Got a nice 8# butt settling in till 7 in the morning. Cooking good. Wrapped my hickory chunks in tin foil to try to stretch out the smoke


----------



## Brett (Apr 18, 2011)

I can smell it from here. 


Sent from my iPhone using Tapatalk


----------



## Jason (Oct 2, 2007)

Let me know when lunch is, I'm headed to work soon!!!


----------



## OHenry (Apr 28, 2011)

Nice setup! Sounds good.


----------



## hjorgan (Sep 30, 2007)

The foil wrap helps. Are you putting the chunks on the plate setter or on the coals?
I usually put 2 on the coals for early smoke and 2 or 3 on the plate setter for longer-lasting smoke.


----------



## Try'n Hard (Oct 23, 2008)

The foil worked pretty good. Never tried on the plate setter. I placed a few out to the edges of the coals and noticed on had just started smoking this morning. Had good smoke all night and when I stuck the probe in after 11 hrs it was like sticking it in chewed up jello. Best one I ever smoked. Meat candy. This was delivered to a family in need so I'm eating a turkey sandwich for lunch lol


----------



## JoeyWelch (Sep 25, 2009)

Very nice Tryn.


----------



## Brett (Apr 18, 2011)

I bet they will enjoy it. You are giving me the itch to some one. Last time I smoked three and gave them away. Lol


Sent from my iPhone using Tapatalk


----------



## Paymaster (Jan 9, 2012)

Now that is a nice set up! Congrats!!!!:thumbup:


----------



## GROUPERKING (Sep 28, 2011)

A very nice thing you did there . I'm sure that they will appreciate that very much. 

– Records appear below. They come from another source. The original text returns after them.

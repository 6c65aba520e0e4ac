//! Per-stream registration state.
//!
//! A [`Connection`] exists while its stream is registered under at least one
//! stream type. It carries the per-type priority that orders dispatch rounds
//! and the per-type break flag a stream raises to end the round it is
//! running in.

use crate::registry::Shared;
use std::{
    collections::HashMap,
    fmt,
    sync::{
        Arc, Weak,
        atomic::{AtomicBool, AtomicI32, AtomicUsize, Ordering},
    },
};
use streamcast_core::{StreamId, StreamKind, StreamObject, StreamType};

#[derive(Default)]
pub(crate) struct FacetState {
    pub(crate) priority: AtomicI32,
    in_flight: AtomicUsize,
    broken: AtomicBool,
}

struct ConnectionInner {
    id: StreamId,
    type_name: &'static str,
    stream_types: Vec<StreamType>,
    facets: HashMap<StreamType, FacetState>,
    registry: Weak<Shared>,
}

/// Registration state of one stream.
///
/// Cloning is O(1); clones share the same state.
#[derive(Clone)]
pub struct Connection {
    inner: Arc<ConnectionInner>,
}

impl Connection {
    pub(crate) fn new(object: &StreamObject, registry: Weak<Shared>) -> Self {
        let stream_types = object.stream_types();
        let facets = stream_types
            .iter()
            .map(|ty| (*ty, FacetState::default()))
            .collect();
        Self {
            inner: Arc::new(ConnectionInner {
                id: object.id(),
                type_name: object.type_name(),
                stream_types,
                facets,
                registry,
            }),
        }
    }

    /// Identity of the connected stream.
    pub fn id(&self) -> StreamId {
        self.inner.id
    }

    /// Name of the connected stream's concrete type.
    pub fn type_name(&self) -> &'static str {
        self.inner.type_name
    }

    /// Stream types the stream is registered under.
    pub fn stream_types(&self) -> &[StreamType] {
        &self.inner.stream_types
    }

    /// Priority for `stream_type`; `0` when the stream does not realize it.
    pub fn priority(&self, stream_type: StreamType) -> i32 {
        self.inner
            .facets
            .get(&stream_type)
            .map_or(0, |facet| facet.priority.load(Ordering::Acquire))
    }

    /// Priority for the stream trait `S`.
    pub fn priority_of<S: ?Sized + StreamKind>(&self) -> i32 {
        self.priority(StreamType::of::<S>())
    }

    /// Change the priority for `stream_type`. Higher runs first.
    ///
    /// The new order applies from the next dispatch round on. Returns `false`
    /// when the stream does not realize `stream_type`.
    pub fn set_priority(&self, stream_type: StreamType, priority: i32) -> bool {
        let Some(facet) = self.inner.facets.get(&stream_type) else {
            return false;
        };
        match self.inner.registry.upgrade() {
            Some(shared) => shared.change_priority(self, stream_type, facet, priority),
            None => facet.priority.store(priority, Ordering::Release),
        }
        true
    }

    /// Change the priority for the stream trait `S`.
    pub fn set_priority_of<S: ?Sized + StreamKind>(&self, priority: i32) -> bool {
        self.set_priority(StreamType::of::<S>(), priority)
    }

    /// End the dispatch round over `stream_type` after the current call.
    ///
    /// Only effective while the stream is being invoked for `stream_type`;
    /// returns whether the request was recorded.
    pub fn break_dispatch(&self, stream_type: StreamType) -> bool {
        let Some(facet) = self.inner.facets.get(&stream_type) else {
            return false;
        };
        if facet.in_flight.load(Ordering::Acquire) == 0 {
            return false;
        }
        facet.broken.store(true, Ordering::Release);
        true
    }

    /// End the dispatch round over the stream trait `S` after the current call.
    pub fn break_dispatch_of<S: ?Sized + StreamKind>(&self) -> bool {
        self.break_dispatch(StreamType::of::<S>())
    }

    /// Check whether a break was requested for the call in flight.
    pub fn should_break_dispatch(&self, stream_type: StreamType) -> bool {
        self.inner
            .facets
            .get(&stream_type)
            .is_some_and(|facet| facet.broken.load(Ordering::Acquire))
    }

    /// Mark the stream as being invoked for `stream_type`.
    pub(crate) fn arm(&self, stream_type: StreamType) -> Option<Armed<'_>> {
        let facet = self.inner.facets.get(&stream_type)?;
        facet.in_flight.fetch_add(1, Ordering::AcqRel);
        let outer = facet.broken.swap(false, Ordering::AcqRel);
        Some(Armed { facet, outer })
    }
}

impl fmt::Debug for Connection {
    fn fmt(&self, f: &mut fmt::Formatter<'_>) -> fmt::Result {
        f.debug_struct("Connection")
            .field("id", &self.inner.id)
            .field("type", &self.inner.type_name)
            .field("stream_types", &self.inner.stream_types)
            .finish()
    }
}

/// One invocation in flight; hands the break flag back to the enclosing
/// invocation when dropped.
pub(crate) struct Armed<'a> {
    facet: &'a FacetState,
    /// Break request of the invocation this one is nested in.
    outer: bool,
}

impl Armed<'_> {
    pub(crate) fn should_break(&self) -> bool {
        self.facet.broken.load(Ordering::Acquire)
    }
}

impl Drop for Armed<'_> {
    fn drop(&mut self) {
        self.facet.broken.store(self.outer, Ordering::Release);
        self.facet.in_flight.fetch_sub(1, Ordering::AcqRel);
    }
}
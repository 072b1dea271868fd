//! Defines the core data models for expenses.

use serde::{Deserialize, Serialize};
use time::Date;

/// The type used for expense IDs.
///
/// IDs are assigned by the [Ledger](crate::Ledger) and never reused, even after deletion.
pub type ExpenseId = i64;

time::serde::format_description!(iso_date, Date, "[year]-[month]-[day]");

// ============================================================================
// MODELS
// ============================================================================

/// A discrete spending event, e.g., lunch at a cafe or a power bill.
///
/// Expenses are only created by the [Ledger](crate::Ledger), which guarantees that
/// `item_price` is finite and non-negative and that `id` is unique.
#[derive(Debug, Clone, PartialEq, Serialize, Deserialize)]
pub struct Expense {
    /// The ID of the expense.
    pub id: ExpenseId,
    /// What the money was spent on.
    #[serde(rename = "itemname")]
    pub item_name: String,
    /// The amount of money spent.
    #[serde(rename = "itemprice")]
    pub item_price: f64,
    /// When the expense happened.
    #[serde(rename = "dateofpurchase", with = "iso_date")]
    pub date_of_purchase: Date,
    /// A free text label used to group expenses, e.g. "Food" or "Transport".
    pub category: String,
}

/// The price of a candidate expense as sent by a client.
///
/// Clients may send the price either as a JSON number or as a numeric string.
#[derive(Debug, Clone, PartialEq, Serialize, Deserialize)]
#[serde(untagged)]
pub enum PriceInput {
    /// A price sent as a number.
    Number(f64),
    /// A price sent as text, e.g. the raw contents of a form field.
    Text(String),
}

/// The unvalidated fields of an expense, e.g., from a create or update request.
///
/// Missing fields default to empty values so that they are reported as
/// validation errors naming the field rather than as generic parse errors.
#[derive(Debug, Clone, Default, PartialEq, Serialize, Deserialize)]
pub struct ExpenseCandidate {
    /// What the money was spent on.
    #[serde(rename = "itemname", default)]
    pub item_name: String,
    /// The amount of money spent.
    #[serde(rename = "itemprice", default)]
    pub item_price: Option<PriceInput>,
    /// When the expense happened as `YYYY-MM-DD` or an RFC 3339 date-time.
    #[serde(rename = "dateofpurchase", default)]
    pub date_of_purchase: String,
    /// The category label.
    #[serde(default)]
    pub category: String,
}

impl ExpenseCandidate {
    /// Create a candidate with a numeric price.
    pub fn new(item_name: &str, item_price: f64, date_of_purchase: &str, category: &str) -> Self {
        Self {
            item_name: item_name.to_owned(),
            item_price: Some(PriceInput::Number(item_price)),
            date_of_purchase: date_of_purchase.to_owned(),
            category: category.to_owned(),
        }
    }
}

impl From<&Expense> for ExpenseCandidate {
    fn from(expense: &Expense) -> Self {
        Self {
            item_name: expense.item_name.clone(),
            item_price: Some(PriceInput::Number(expense.item_price)),
            date_of_purchase: expense.date_of_purchase.to_string(),
            category: expense.category.clone(),
        }
    }
}

/// The validated fields of an expense that has not been assigned an ID yet.
///
/// Only [validate_expense](crate::expense::validate_expense) creates a `NewExpense`,
/// so stores can rely on the fields upholding the ledger's invariants.
#[derive(Debug, Clone, PartialEq)]
pub struct NewExpense {
    pub(crate) item_name: String,
    pub(crate) item_price: f64,
    pub(crate) date_of_purchase: Date,
    pub(crate) category: String,
}

impl NewExpense {
    /// The trimmed item name.
    pub fn item_name(&self) -> &str {
        &self.item_name
    }

    /// The finite, non-negative price.
    pub fn item_price(&self) -> f64 {
        self.item_price
    }

    /// The calendar date of the purchase.
    pub fn date_of_purchase(&self) -> Date {
        self.date_of_purchase
    }

    /// The trimmed category label.
    pub fn category(&self) -> &str {
        &self.category
    }

    /// Attach `id` to the validated fields.
    pub(crate) fn into_expense(self, id: ExpenseId) -> Expense {
        Expense {
            id,
            item_name: self.item_name,
            item_price: self.item_price,
            date_of_purchase: self.date_of_purchase,
            category: self.category,
        }
    }
}
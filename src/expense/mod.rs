//! Expense records: the data model, validation and the JSON endpoints for
//! creating, reading, updating and deleting expenses.

mod core;
mod create_endpoint;
mod delete_endpoint;
mod edit_endpoint;
mod get_endpoint;
mod validation;

pub use core::{Expense, ExpenseCandidate, ExpenseId, NewExpense, PriceInput};
pub use create_endpoint::create_expense_endpoint;
pub use delete_endpoint::delete_expense_endpoint;
pub use edit_endpoint::edit_expense_endpoint;
pub use get_endpoint::{get_expense_endpoint, get_expenses_endpoint};
pub use validation::{MAX_PRICE, parse_date, parse_price, validate_expense};

use std::sync::{Arc, Mutex, MutexGuard};

use axum::extract::FromRef;

use crate::{AppState, Error, Ledger};

/// The state needed by the expense endpoints.
#[derive(Debug, Clone)]
pub struct LedgerState {
    /// The ledger holding every expense.
    pub ledger: Arc<Mutex<Ledger>>,
}

impl FromRef<AppState> for LedgerState {
    fn from_ref(state: &AppState) -> Self {
        Self {
            ledger: state.ledger.clone(),
        }
    }
}

impl LedgerState {
    /// Acquire exclusive access to the ledger.
    ///
    /// # Errors
    /// Returns [Error::LedgerLockError] if the lock has been poisoned.
    pub(crate) fn lock(&self) -> Result<MutexGuard<'_, Ledger>, Error> {
        self.ledger
            .lock()
            .inspect_err(|error| tracing::error!("could not acquire ledger lock: {error}"))
            .map_err(|_| Error::LedgerLockError)
    }
}
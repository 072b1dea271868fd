//! Implements an in-memory expense store.

use crate::{
    Error,
    expense::{Expense, ExpenseId, NewExpense},
    ledger::ExpenseStore,
};

/// Stores expenses in a [Vec], in insertion order.
///
/// IDs come from a counter that only ever increases, so the ID of a removed
/// expense is never handed out again.
#[derive(Debug, Default, Clone)]
pub struct MemoryExpenseStore {
    expenses: Vec<Expense>,
    last_id: ExpenseId,
}

impl MemoryExpenseStore {
    fn position(&self, id: ExpenseId) -> Result<usize, Error> {
        self.expenses
            .iter()
            .position(|expense| expense.id == id)
            .ok_or(Error::NotFound)
    }
}

impl ExpenseStore for MemoryExpenseStore {
    fn insert(&mut self, expense: NewExpense) -> Result<Expense, Error> {
        self.last_id += 1;
        let expense = expense.into_expense(self.last_id);
        self.expenses.push(expense.clone());

        Ok(expense)
    }

    fn get(&self, id: ExpenseId) -> Result<Expense, Error> {
        let index = self.position(id)?;

        Ok(self.expenses[index].clone())
    }

    fn get_all(&self) -> Result<Vec<Expense>, Error> {
        Ok(self.expenses.clone())
    }

    fn replace(&mut self, id: ExpenseId, expense: NewExpense) -> Result<Expense, Error> {
        let index = self.position(id)?;
        let expense = expense.into_expense(id);
        self.expenses[index] = expense.clone();

        Ok(expense)
    }

    fn remove(&mut self, id: ExpenseId) -> Result<Expense, Error> {
        let index = self.position(id)?;

        // `remove` rather than `swap_remove` keeps the remaining expenses in insertion order.
        Ok(self.expenses.remove(index))
    }
}
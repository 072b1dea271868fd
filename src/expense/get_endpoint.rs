//! Defines the endpoints for reading expenses.

use axum::{Json, extract::State};

use crate::{
    Error,
    expense::{Expense, ExpenseId, LedgerState},
    extract::PathParam,
};

/// A route handler that lists every expense in insertion order.
pub async fn get_expenses_endpoint(
    State(state): State<LedgerState>,
) -> Result<Json<Vec<Expense>>, Error> {
    let expenses = state.lock()?.read_all()?;

    Ok(Json(expenses))
}

/// A route handler for getting a single expense by its ID.
///
/// Responds with `404 Not Found` if no expense has the ID.
pub async fn get_expense_endpoint(
    State(state): State<LedgerState>,
    PathParam(expense_id): PathParam<ExpenseId>,
) -> Result<Json<Expense>, Error> {
    let expense = state.lock()?.get(expense_id)?;

    Ok(Json(expense))
}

Sent from my SM-G900V using Tapatalk


----------



## Try'n Hard (Oct 23, 2008)

Yeah -If any of y'all get bad off- lemme know and I'll give you some butt!


----------



## JoeyWelch (Sep 25, 2009)

:blink:...


----------



## GROUPERKING (Sep 28, 2011)

I'm doing alright thank you anyway ! Lol 

Sent from my SM-G900V using Tapatalk


----------